Based on the obtained results, several benefits were proven by the application of the disclosure, with positive economic and production impacts for reservoir drainage, such as those listed below: i) Maintaining the reinjection quota impacts the production capacity of the SPUs. Studies conducted in deepwater fields in the Campos Geological Basin indicate increases in the flow rate of producing wells of up to 17% of the increment in water injection flow rate; therefore, the increments in water flow rate obtained with the application of the Pulse resulted in an immediate gain in oil production; ii) Savings generated by reducing the demand for acidification operations to restore well injectivity, which have high costs associated with chemical products and a vessel dedicated to the operation. The use of the technology also brings indirect gains to E&P operations, namely: i) Release of critical resources for the Company (dedicated vessels) for other operations; ii) Adequate maintenance of the injection quota and its implications field management and risk mitigation; iii) Enabling the reinjection of produced water with lower operating costs and, consequently, reducing environmental impacts resulting from the disposal of produced water at sea; iv) Maintaining the integrity of injection equipment (pipelines, WCT and well structure) by promoting a reduction in the number of acidification operations.

Claims
  • 1. A method of injecting water into oil reservoirs with geomechanical stimulation by pressure pulse, the method comprising: reducing reservoir pore pressure in a vicinity of an injection well;applying a pressure pulse, thereby to induce, in a controlled manner, fractures and plastically mobilized regions in the reservoir rock; andadjusting flow rate and pressure of the injection well to a regular operating situation.

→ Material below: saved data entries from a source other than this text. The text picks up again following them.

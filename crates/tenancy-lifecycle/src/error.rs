//! Error taxonomy of the lifecycle manager.

use crate::provisioner::ProvisionError;
use crate::state::TenantState;
use crate::store::StoreError;
use tenancy_common::{InvalidTenantId, TenantId};

/// Everything a lifecycle operation can fail with.
#[derive(Debug, Clone, PartialEq, thiserror::Error)]
pub enum LifecycleError {
    /// The requested edge is not in the lifecycle graph. Not retryable.
    #[error("invalid transition from {from} to {to}")]
    InvalidTransition {
        /// State the tenant is in.
        from: TenantState,
        /// State the caller asked for.
        to: TenantState,
    },

    /// Creation collision. Not retryable with the same identifier.
    #[error("tenant already exists: {0}")]
    DuplicateTenant(TenantId),

    /// Unknown identifier.
    #[error("tenant not found: {0}")]
    NotFound(TenantId),

    /// Resource deployment failed; the tenant stays in `Pending` and the
    /// call may be retried.
    #[error("provisioning failed for {id}: {source}")]
    ProvisioningFailed {
        /// Affected tenant.
        id: TenantId,
        /// Downstream failure.
        source: ProvisionError,
    },

    /// Deactivation or teardown failed; the tenant stays in `Disabling` or
    /// `Removing` and the call may be retried.
    #[error("teardown failed for {id}: {source}")]
    TeardownFailed {
        /// Affected tenant.
        id: TenantId,
        /// Downstream failure.
        source: ProvisionError,
    },

    /// Optimistic-concurrency conflict; reload and retry.
    #[error("concurrent modification of {0}")]
    ConcurrentModification(TenantId),

    /// The identifier failed slug validation.
    #[error(transparent)]
    InvalidIdentifier(#[from] InvalidTenantId),

    /// Descriptive fields failed validation.
    #[error("invalid tenant record: {0}")]
    InvalidRecord(String),

    /// Descriptive updates are refused while a tenant is being removed.
    #[error("tenant {id} is not editable in state {state}")]
    NotEditable {
        /// Affected tenant.
        id: TenantId,
        /// State blocking the edit.
        state: TenantState,
    },

    /// Store backend failure.
    #[error("storage failure: {0}")]
    Storage(String),
}

impl LifecycleError {
    /// Whether retrying the same call unchanged can succeed.
    pub fn is_retryable(&self) -> bool {
        matches!(
            self,
            Self::ProvisioningFailed { .. }
                | Self::TeardownFailed { .. }
                | Self::ConcurrentModification(_)
                | Self::Storage(_)
        )
    }
}

impl From<StoreError> for LifecycleError {
    fn from(err: StoreError) -> Self {
        match err {
            StoreError::Conflict(id) => Self::ConcurrentModification(id),
            StoreError::Storage(message) => Self::Storage(message),
        }
    }
}

#[cfg(test)]
mod tests {
    use super::*;

    #[test]
    fn test_retryability() {
        let id = TenantId::parse("acme").unwrap();

        assert!(LifecycleError::ProvisioningFailed {
            id: id.clone(),
            source: ProvisionError::Unavailable("db down".into()),
        }
        .is_retryable());
        assert!(LifecycleError::ConcurrentModification(id.clone()).is_retryable());

        assert!(!LifecycleError::DuplicateTenant(id.clone()).is_retryable());
        assert!(!LifecycleError::InvalidTransition {
            from: TenantState::New,
            to: TenantState::Disabling,
        }
        .is_retryable());
        assert!(!LifecycleError::NotFound(id).is_retryable());
    }

    #[test]
    fn test_store_error_mapping() {
        let id = TenantId::parse("acme").unwrap();
        assert_eq!(
            LifecycleError::from(StoreError::Conflict(id.clone())),
            LifecycleError::ConcurrentModification(id)
        );
        assert!(matches!(
            LifecycleError::from(StoreError::Storage("io".into())),
            LifecycleError::Storage(_)
        ));
    }
}
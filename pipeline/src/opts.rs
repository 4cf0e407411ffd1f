// SPDX-License-Identifier: Apache-2.0
// Copyright Open Network Fabric Authors

//! Pipeline options.

use crate::error::ConfigError;
use crate::topology::{MAX_STAGES, Topology};
use derive_builder::Builder;
use eventdev::SchedType;
use eventdev::lcore::LCoreSet;
use std::fmt::Display;
use tracing::info;

/// Options of a pipeline run. Built with [`PipelineOptsBuilder`]; every field but the
/// worker lcores has a default.
#[derive(Builder, Clone, Debug, PartialEq, serde::Serialize)]
pub struct PipelineOpts {
    #[builder(default)]
    pub topology: Topology,

    /// Number of receive sources.
    #[builder(default = 1)]
    pub nb_sources: u16,

    /// Lcores running worker tasks, one port each.
    pub worker_lcores: LCoreSet,

    /// Lcores available to service tasks (scheduler, transmit service).
    #[builder(default)]
    pub service_lcores: LCoreSet,

    /// Scheduling type of each stage; the number of stages is the length of this list.
    #[builder(setter(into), default = vec![SchedType::Atomic])]
    pub stages: Vec<SchedType>,

    /// Flow contexts per queue.
    #[builder(default = 1024)]
    pub nb_flows: u32,

    /// Worker port dequeue depth; the device maximum if unset.
    #[builder(setter(strip_option), default)]
    pub worker_dequeue_depth: Option<u16>,

    /// Events generated per receive source; unlimited when zero.
    #[builder(default)]
    pub nb_pkts: u64,

    /// Dequeue bursts of events instead of one event at a time.
    #[builder(default = true)]
    pub burst: bool,

    /// Treat the transmit path as unsafe for concurrent calls even if it claims otherwise.
    #[builder(default)]
    pub mt_unsafe: bool,

    /// Retries of a refused enqueue or transmit before the events are dropped.
    #[builder(default = 3)]
    pub enq_retries: u32,

    /// Polls per dequeue before a worker goes back to check its stop flag.
    #[builder(default = 64)]
    pub deq_polls: u32,
}

impl PipelineOpts {
    #[must_use]
    pub fn builder() -> PipelineOptsBuilder {
        PipelineOptsBuilder::default()
    }

    /// Validate the options on their own, before any device is looked at.
    pub fn check(&self) -> Result<(), ConfigError> {
        if self.nb_sources == 0 {
            return Err(ConfigError::NoSources);
        }
        if self.worker_lcores.is_empty() {
            return Err(ConfigError::NoWorkers);
        }
        if let Some(shared) = self
            .service_lcores
            .iter()
            .find(|&l| self.worker_lcores.contains(l))
        {
            return Err(ConfigError::SharedLCore(shared));
        }
        if self.stages.is_empty() {
            return Err(ConfigError::NoStages);
        }
        if self.stages.len() > MAX_STAGES {
            return Err(ConfigError::TooManyStages {
                requested: self.stages.len(),
                max: MAX_STAGES,
            });
        }
        if self.nb_flows == 0 {
            return Err(ConfigError::NoFlows);
        }
        if self.worker_dequeue_depth == Some(0) {
            return Err(ConfigError::ZeroDequeueDepth);
        }
        Ok(())
    }

    #[allow(clippy::cast_possible_truncation)] // lcore ids are bounded well below u16::MAX
    #[must_use]
    pub fn nb_workers(&self) -> u16 {
        self.worker_lcores.len() as u16
    }

    /// Log the effective options.
    pub fn dump(&self) {
        for line in self.to_string().lines() {
            info!("{line}");
        }
    }
}

impl Display for PipelineOpts {
    fn fmt(&self, f: &mut std::fmt::Formatter<'_>) -> Result<(), std::fmt::Error> {
        let stages: Vec<String> = self.stages.iter().map(ToString::to_string).collect();
        writeln!(f, "pipeline options")?;
        writeln!(f, "  topology        : {}", self.topology)?;
        writeln!(f, "  receive sources : {}", self.nb_sources)?;
        writeln!(f, "  worker lcores   : {}", self.worker_lcores)?;
        writeln!(f, "  service lcores  : {}", self.service_lcores)?;
        writeln!(f, "  stages          : {} [{}]", self.stages.len(), stages.join(","))?;
        writeln!(f, "  flows           : {}", self.nb_flows)?;
        match self.worker_dequeue_depth {
            Some(depth) => writeln!(f, "  dequeue depth   : {depth}")?,
            None => writeln!(f, "  dequeue depth   : device max")?,
        }
        writeln!(f, "  packets/source  : {}", self.nb_pkts)?;
        writeln!(f, "  burst           : {}", self.burst)?;
        writeln!(f, "  mt unsafe tx    : {}", self.mt_unsafe)?;
        write!(f, "  enqueue retries : {}", self.enq_retries)
    }
}

#[cfg(test)]
mod test {
    use super::*;
    use eventdev::lcore::LCoreId;

    fn opts() -> PipelineOptsBuilder {
        let mut b = PipelineOpts::builder();
        b.worker_lcores("1-2".parse::<LCoreSet>().unwrap())
            .service_lcores("3".parse::<LCoreSet>().unwrap());
        b
    }

    #[test]
    fn builder_defaults() {
        let opts = opts().build().unwrap();
        assert_eq!(opts.topology, Topology::AllTypesQueue);
        assert_eq!(opts.nb_sources, 1);
        assert_eq!(opts.stages, vec![SchedType::Atomic]);
        assert_eq!(opts.enq_retries, 3);
        assert!(opts.burst);
        assert_eq!(opts.nb_workers(), 2);
        assert_eq!(opts.check(), Ok(()));
    }

    #[test]
    fn worker_lcores_are_required() {
        assert!(PipelineOpts::builder().build().is_err());
    }

    #[test]
    fn check_rejects_bad_options() {
        let shared = opts()
            .service_lcores("2".parse::<LCoreSet>().unwrap())
            .build()
            .unwrap();
        assert_eq!(shared.check(), Err(ConfigError::SharedLCore(LCoreId(2))));

        let no_stages = opts().stages(Vec::new()).build().unwrap();
        assert_eq!(no_stages.check(), Err(ConfigError::NoStages));

        let no_flows = opts().nb_flows(0).build().unwrap();
        assert_eq!(no_flows.check(), Err(ConfigError::NoFlows));

        let zero_depth = opts().worker_dequeue_depth(0).build().unwrap();
        assert_eq!(zero_depth.check(), Err(ConfigError::ZeroDequeueDepth));

        let no_sources = opts().nb_sources(0).build().unwrap();
        assert_eq!(no_sources.check(), Err(ConfigError::NoSources));
    }

    #[test]
    fn display_lists_options() {
        let text = opts()
            .stages(vec![SchedType::Atomic, SchedType::Ordered])
            .build()
            .unwrap()
            .to_string();
        assert!(text.contains("worker lcores   : 1-2"));
        assert!(text.contains("stages          : 2 [atomic,ordered]"));
    }
}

  • 2. The method according to claim 1, wherein the water injection is performed under high pressure in pulses of relatively short duration, compared to an injection period of the injection well.
  • 3. The method according to claim 1, wherein reduction in the reservoir pore pressure is obtained through total shutting in of the injection well or by reducing the injection flow rate to a pre-established minimum value in cases in which complete shutting in of the well causes operational difficulties for the stationary production unit (SPU).
  • 4. The method according to claim 3, wherein a sufficient drop in pore pressure in the well region is obtained within 1 to 3 hours of shutting in of the injection well.
  • 5. The method according to claim 1, wherein the application of the pressure pulse includes one or more low- or high-pressure pulse based on a specific geomechanical study for the well that assesses the geomechanical risks to the integrity of the cap rock.
  • 6. The method according to claim 5, wherein the high-pressure pulse is applied when the injection pressure is greater than the minimum stress in the reservoir rock.
  • 7. The method according to claim 5, wherein the low-pressure pulse is applied when the injection pressure is limited to the minimum stress in the reservoir rock.
  • 8. The method according to any one of claim 1, wherein the pressure pulse comprises rapid and controlled increase in injection flow rate and pressure for a pre-established period of time.
  • 9. The method according to claim 1, wherein the step of adjusting the injection well to the regular operating situation, the pressure and flow rate are adjusted according to operational restrictions and needs of geomechanical and production management of the reservoir.